Blanchett won for “The Aviator” (2004, Supporting Actress); Bullock prevailed for “The Blind Side” (2009, Actress); Dench for “Shakespeare in Love” (1998, Supporting Actress); Thompson for “Howards End” (1992, Actress) and an additional win in writing for “Sense and Sensibility” (1995, Adapted Screenplay); while Streep has taken home three acting wins: “Kramer vs. Kramer” (1979, Supporting Actress), “Sophie’s Choice” (1982, Actress) and “The Iron Lady” (2011, Actress).
All five of these women are rightfully in the top tier as all are nominated at the Screen Actors Guild Awards, Golden Globe Awards and the Critics Choice Awards.
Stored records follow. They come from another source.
//! Core trait definitions for the karyon workspace.

/// A type that can produce a summary of its contents.
pub trait Summarizable {
    /// A one-line summary suitable for display.
    fn summary(&self) -> String;
}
Only three women have ever been overlooked for an Oscar nomination after scoring nominations at all three of these major precursors: Angelina Jolie (2007, “A Mighty Heart”), Tilda Swinton (2011, “We Need to Talk About Kevin”), Marion Cotillard (2012, “Rust and Bone”). However, it is worth noting that all three of them were also previous Oscar winners, so perhaps someone who has yet to win could sneak in.
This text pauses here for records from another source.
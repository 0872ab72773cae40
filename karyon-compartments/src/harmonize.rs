//! Cross-condition alignment of cluster identities.
//!
//! Cluster ids coming out of independent k-means runs are arbitrary: the
//! "cluster 1" of one condition need not match the "cluster 1" of another.
//! For each chromosome this module picks the smallest condition as the
//! reference and relabels every other condition so that paired centroids
//! are as close as possible, keeping cluster identity consistent within
//! the chromosome.

use crate::cluster::euclidean;
use crate::detect::UnitResult;

/// Align cluster ids across the conditions of each chromosome.
///
/// `units` must be sorted by (chromosome, condition); the reference for a
/// chromosome is its first unit. For every other unit the identity pairing
/// and the swapped pairing of centroids against the reference are compared
/// by summed Euclidean distance, and the closer pairing wins (ties keep
/// the identity). A swap relabels the unit's assignments, centroids, and
/// distances, and flips its concordance signs so the score keeps meaning
/// "leans toward cluster 2" everywhere in the chromosome.
///
/// Harmonization is idempotent: on already-aligned units the identity
/// pairing is never more distant than the swap.
pub fn harmonize(units: &mut [UnitResult]) {
    let mut start = 0;
    while start < units.len() {
        let chromosome = units[start].chromosome.clone();
        let mut end = start + 1;
        while end < units.len() && units[end].chromosome == chromosome {
            end += 1;
        }

        let reference = [
            units[start].centroids[0].clone(),
            units[start].centroids[1].clone(),
        ];
        for unit in &mut units[start + 1..end] {
            let identity = euclidean(&unit.centroids[0], &reference[0])
                + euclidean(&unit.centroids[1], &reference[1]);
            let swapped = euclidean(&unit.centroids[0], &reference[1])
                + euclidean(&unit.centroids[1], &reference[0]);
            if swapped < identity {
                swap_cluster_labels(unit);
            }
        }

        start = end;
    }
}

/// Exchange cluster ids 1 and 2 throughout one unit's tables.
fn swap_cluster_labels(unit: &mut UnitResult) {
    unit.centroids.swap(0, 1);
    for assignment in &mut unit.assignments {
        *assignment = 3 - *assignment;
    }
    for distances in &mut unit.distances {
        distances.swap(0, 1);
    }
    for concordance in &mut unit.concordances {
        *concordance = -*concordance;
    }
}

// ── Tests ──────────────────────────────────────────────────────────────────

#[cfg(test)]
mod tests {
    use super::*;
    use crate::matrix::RowInfo;

    fn unit(condition: &str, centroids: [Vec<f64>; 2]) -> UnitResult {
        UnitResult {
            chromosome: "chr1".into(),
            condition: condition.into(),
            bins: centroids[0].len(),
            rows: vec![RowInfo::new("R1", 0), RowInfo::new("R1", 1)],
            assignments: vec![1, 2],
            centroids,
            distances: vec![[0.5, 2.0], [2.0, 0.5]],
            concordances: vec![-0.8, 0.8],
        }
    }

    #[test]
    fn swaps_misaligned_condition() {
        let mut units = vec![
            unit("1", [vec![0.0, 0.0], vec![10.0, 10.0]]),
            unit("2", [vec![10.1, 10.0], vec![0.1, 0.0]]),
        ];
        harmonize(&mut units);

        assert_eq!(units[1].assignments, vec![2, 1]);
        assert_eq!(units[1].centroids[0], vec![0.1, 0.0]);
        assert_eq!(units[1].distances[0], [2.0, 0.5]);
        assert_eq!(units[1].concordances, vec![0.8, -0.8]);
        // Reference untouched.
        assert_eq!(units[0].assignments, vec![1, 2]);
    }

    #[test]
    fn keeps_aligned_condition() {
        let mut units = vec![
            unit("1", [vec![0.0, 0.0], vec![10.0, 10.0]]),
            unit("2", [vec![0.1, 0.0], vec![10.1, 10.0]]),
        ];
        harmonize(&mut units);
        assert_eq!(units[1].assignments, vec![1, 2]);
        assert_eq!(units[1].concordances, vec![-0.8, 0.8]);
    }

    #[test]
    fn is_idempotent() {
        let mut units = vec![
            unit("1", [vec![0.0, 0.0], vec![10.0, 10.0]]),
            unit("2", [vec![10.1, 10.0], vec![0.1, 0.0]]),
            unit("3", [vec![0.2, 0.1], vec![9.9, 10.2]]),
        ];
        harmonize(&mut units);
        let snapshot: Vec<_> = units
            .iter()
            .map(|u| (u.assignments.clone(), u.centroids.clone(), u.concordances.clone()))
            .collect();
        harmonize(&mut units);
        for (unit, (assignments, centroids, concordances)) in units.iter().zip(&snapshot) {
            assert_eq!(&unit.assignments, assignments);
            assert_eq!(&unit.centroids, centroids);
            assert_eq!(&unit.concordances, concordances);
        }
    }

    #[test]
    fn tie_keeps_identity() {
        // Symmetric centroids: identity and swap are equally distant.
        let mut units = vec![
            unit("1", [vec![0.0], vec![2.0]]),
            unit("2", [vec![2.0], vec![0.0]]),
        ];
        harmonize(&mut units);
        assert_eq!(units[1].assignments, vec![1, 2]);
    }

    #[test]
    fn chromosomes_are_independent() {
        let a = unit("1", [vec![0.0], vec![10.0]]);
        let mut b = unit("1", [vec![10.0], vec![0.0]]);
        b.chromosome = "chr2".into();
        let mut units = vec![a, b];
        harmonize(&mut units);
        // Each chromosome has a single unit: both are their own reference.
        assert_eq!(units[0].assignments, vec![1, 2]);
        assert_eq!(units[1].assignments, vec![1, 2]);
    }
}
Indeed, almost all of the other contenders vying for Best Actress bids this year have never won before: Amy Adams (“American Hustle”) is currently ranked 6th in our GoldDerby odds, followed by Adèle Exarchopoulos (“Blue Is the Warmest Color”), Julia Louis-Dreyfus (“Enough Said”), and Brie Larson (“Short Term 12”). In tenth place is past Oscar champ Kate Winslet (Best Actress – “The Reader,” 2008) who reaped a Golden Globe bid for “Labor Day.”
If the Best Actress race does shape up to be a category of all-winners, it will be a first for the category, and only the second time in Academy Awards history in any acting category.
Last year’s Best Supporting Actor race was won by Christoph Waltz (“Django Unchained”) who took home a bookend to his Oscar in the same category for “Inglourious Basterds” (2009). He prevailed against four other Oscar champs: Robert De Niro (“Silver Linings PlayBook”), who had won for his roles in “The Godfather: Part II” (1974, Supporting Actor) and “Raging Bull” (1980, Lead Actor); Tommy Lee Jones (“Lincoln”), who had won for “The Fugitive” (1993, Supporting Actor); Philip Seymour Hoffman (“The Master”), who had won for “Capote” (2005, Actor); and Alan Arkin (“Argo”), who had won for “Little Miss Sunshine” (2006, Supporting Actor).